▶ ABOUT THIS EXERCISE:
What are the lines, written out exactly, from the one containing "async fn save(&self, record: &SessionRecord)" to the end of the entries below? Include both ends and nothing more.

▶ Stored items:
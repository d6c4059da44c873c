//! PostgreSQL-backed session store.
//!
//! One session maps to one row:
//!
//! ```sql
//! CREATE TABLE IF NOT EXISTS http_sessions (
//!     key VARCHAR(64) PRIMARY KEY,
//!     data TEXT NOT NULL,
//!     expire TIMESTAMPTZ NOT NULL DEFAULT NOW()
//! )
//! ```
//!
//! Writes are last-write-wins single statements; no transactions. Loads do
//! not filter on `expire`, and updates rewrite `data` only, so a row keeps
//! the expiry stamped when it was inserted until [`SessionStore::delete_expired`]
//! removes it.

use std::sync::Arc;

use async_trait::async_trait;
use sqlx_core::query::query;
use sqlx_core::query_scalar::query_scalar;
use stowage_session::{SessionKey, SessionRecord, SessionStore, StoreError};
use tracing::{debug, info, instrument};

use crate::config::{DEFAULT_TABLE, PostgresConfig, validate_table_name};
use crate::pool::{PgPool, create_pool};

/// Session store persisting to a PostgreSQL table.
#[derive(Debug, Clone)]
pub struct PostgresSessionStore {
    pool: Arc<PgPool>,
    table: String,
}

impl PostgresSessionStore {
    /// Creates a store on an existing pool, using the default table name.
    #[must_use]
    pub fn new(pool: Arc<PgPool>) -> Self {
        Self {
            pool,
            table: DEFAULT_TABLE.to_string(),
        }
    }

    /// Replaces the table name.
    ///
    /// # Errors
    ///
    /// Returns an `InvalidInput` error if the name is not a plain lowercase
    /// identifier.
    pub fn with_table(mut self, table: impl Into<String>) -> Result<Self, StoreError> {
        let table = table.into();
        validate_table_name(&table)?;
        self.table = table;
        Ok(self)
    }

    /// Connects a new pool from configuration and builds the store on it.
    ///
    /// # Errors
    ///
    /// Returns an `InvalidInput` error if the configuration is invalid, or a
    /// `Database` error if the pool cannot be established.
    pub async fn connect(config: &PostgresConfig) -> Result<Self, StoreError> {
        config.validate()?;
        let pool = create_pool(config).await?;

        Ok(Self {
            pool: Arc::new(pool),
            table: config.table_name.clone(),
        })
    }

    /// The underlying connection pool.
    #[must_use]
    pub fn pool(&self) -> &PgPool {
        &self.pool
    }

    /// The table this store reads and writes.
    #[must_use]
    pub fn table(&self) -> &str {
        &self.table
    }

    /// Creates the session table and its expiry index if they do not exist.
    ///
    /// Safe to call on every startup.
    ///
    /// # Errors
    ///
    /// Returns a `Database` error if either DDL statement fails.
    #[instrument(skip(self))]
    pub async fn create_table_if_missing(&self) -> Result<(), StoreError> {
        let create = format!(
            "CREATE TABLE IF NOT EXISTS {} (
                key VARCHAR(64) PRIMARY KEY,
                data TEXT NOT NULL,
                expire TIMESTAMPTZ NOT NULL DEFAULT NOW()
            )",
            self.table
        );
        query(&create)
            .execute(&*self.pool)
            .await
            .map_err(|e| StoreError::database(format!("Failed to create session table: {e}")))?;

        let index = format!(
            "CREATE INDEX IF NOT EXISTS idx_{}_expire ON {} (expire)",
            self.table, self.table
        );
        query(&index)
            .execute(&*self.pool)
            .await
            .map_err(|e| StoreError::database(format!("Failed to create expiry index: {e}")))?;

        info!(table = %self.table, "Session table ready");
        Ok(())
    }
}

#[async_trait]
impl SessionStore for PostgresSessionStore {
    #[instrument(skip(self, key), fields(key = key.prefix()))]
    async fn load(&self, key: &SessionKey) -> Result<Option<String>, StoreError> {
        let sql = format!("SELECT data FROM {} WHERE key = $1", self.table);

        query_scalar::<_, String>(&sql)
            .bind(key.as_str())
            .fetch_optional(&*self.pool)
            .await
            .map_err(|e| StoreError::database(format!("Failed to load session: {e}")))
    }

    #[instrument(skip(self, record), fields(key = record.key.prefix(), fresh = record.fresh))]
    async fn save(&self, record: &SessionRecord) -> Result<(), StoreError> {
        if record.fresh {
            let sql = format!(
                "INSERT INTO {} (key, data, expire) VALUES ($1, $2, $3)",
                self.table
            );
            query(&sql)
                .bind(record.key.as_str())
                .bind(record.data.as_str())
                .bind(record.expires_at)
                .execute(&*self.pool)
                .await
                .map_err(|e| {
                    if let sqlx_core::Error::Database(ref db_err) = e
                        && db_err.is_unique_violation()
                    {
                        return StoreError::conflict(format!(
                            "Session '{}' already exists",
                            record.key.prefix()
                        ));
                    }
                    StoreError::database(format!("Failed to insert session: {e}"))
                })?;

            info!(key = record.key.prefix(), "Session created");
        } else {
            let sql = format!("UPDATE {} SET data = $1 WHERE key = $2", self.table);
            let result = query(&sql)
                .bind(record.data.as_str())
                .bind(record.key.as_str())
                .execute(&*self.pool)
                .await
                .map_err(|e| StoreError::database(format!("Failed to update session: {e}")))?;

            if result.rows_affected() == 0 {
                debug!(key = record.key.prefix(), "Update targeted a missing session row");
            }
        }

        Ok(())
    }

    #[instrument(skip(self))]
    async fn delete_expired(&self) -> Result<u64, StoreError> {
        let sql = format!("DELETE FROM {} WHERE expire <= NOW()", self.table);
        let result = query(&sql)
            .execute(&*self.pool)
            .await
            .map_err(|e| StoreError::database(format!("Failed to delete expired sessions: {e}")))?;

        let removed = result.rows_affected();
        if removed > 0 {
            info!(removed, table = %self.table, "Expired sessions removed");
        }
        Ok(removed)
    }
}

▶ RESULT:
    async fn save(&self, record: &SessionRecord) -> Result<(), StoreError> {
        if record.fresh {
            let sql = format!(
                "INSERT INTO {} (key, data, expire) VALUES ($1, $2, $3)",
                self.table
            );
            query(&sql)
                .bind(record.key.as_str())
                .bind(record.data.as_str())
                .bind(record.expires_at)
                .execute(&*self.pool)
                .await
                .map_err(|e| {
                    if let sqlx_core::Error::Database(ref db_err) = e
                        && db_err.is_unique_violation()
                    {
                        return StoreError::conflict(format!(
                            "Session '{}' already exists",
                            record.key.prefix()
                        ));
                    }
                    StoreError::database(format!("Failed to insert session: {e}"))
                })?;

            info!(key = record.key.prefix(), "Session created");
        } else {
            let sql = format!("UPDATE {} SET data = $1 WHERE key = $2", self.table);
            let result = query(&sql)
                .bind(record.data.as_str())
                .bind(record.key.as_str())
                .execute(&*self.pool)
                .await
                .map_err(|e| StoreError::database(format!("Failed to update session: {e}")))?;

            if result.rows_affected() == 0 {
                debug!(key = record.key.prefix(), "Update targeted a missing session row");
            }
        }

        Ok(())
    }

    #[instrument(skip(self))]
    async fn delete_expired(&self) -> Result<u64, StoreError> {
        let sql = format!("DELETE FROM {} WHERE expire <= NOW()", self.table);
        let result = query(&sql)
            .execute(&*self.pool)
            .await
            .map_err(|e| StoreError::database(format!("Failed to delete expired sessions: {e}")))?;

        let removed = result.rows_affected();
        if removed > 0 {
            info!(removed, table = %self.table, "Expired sessions removed");
        }
        Ok(removed)
    }
}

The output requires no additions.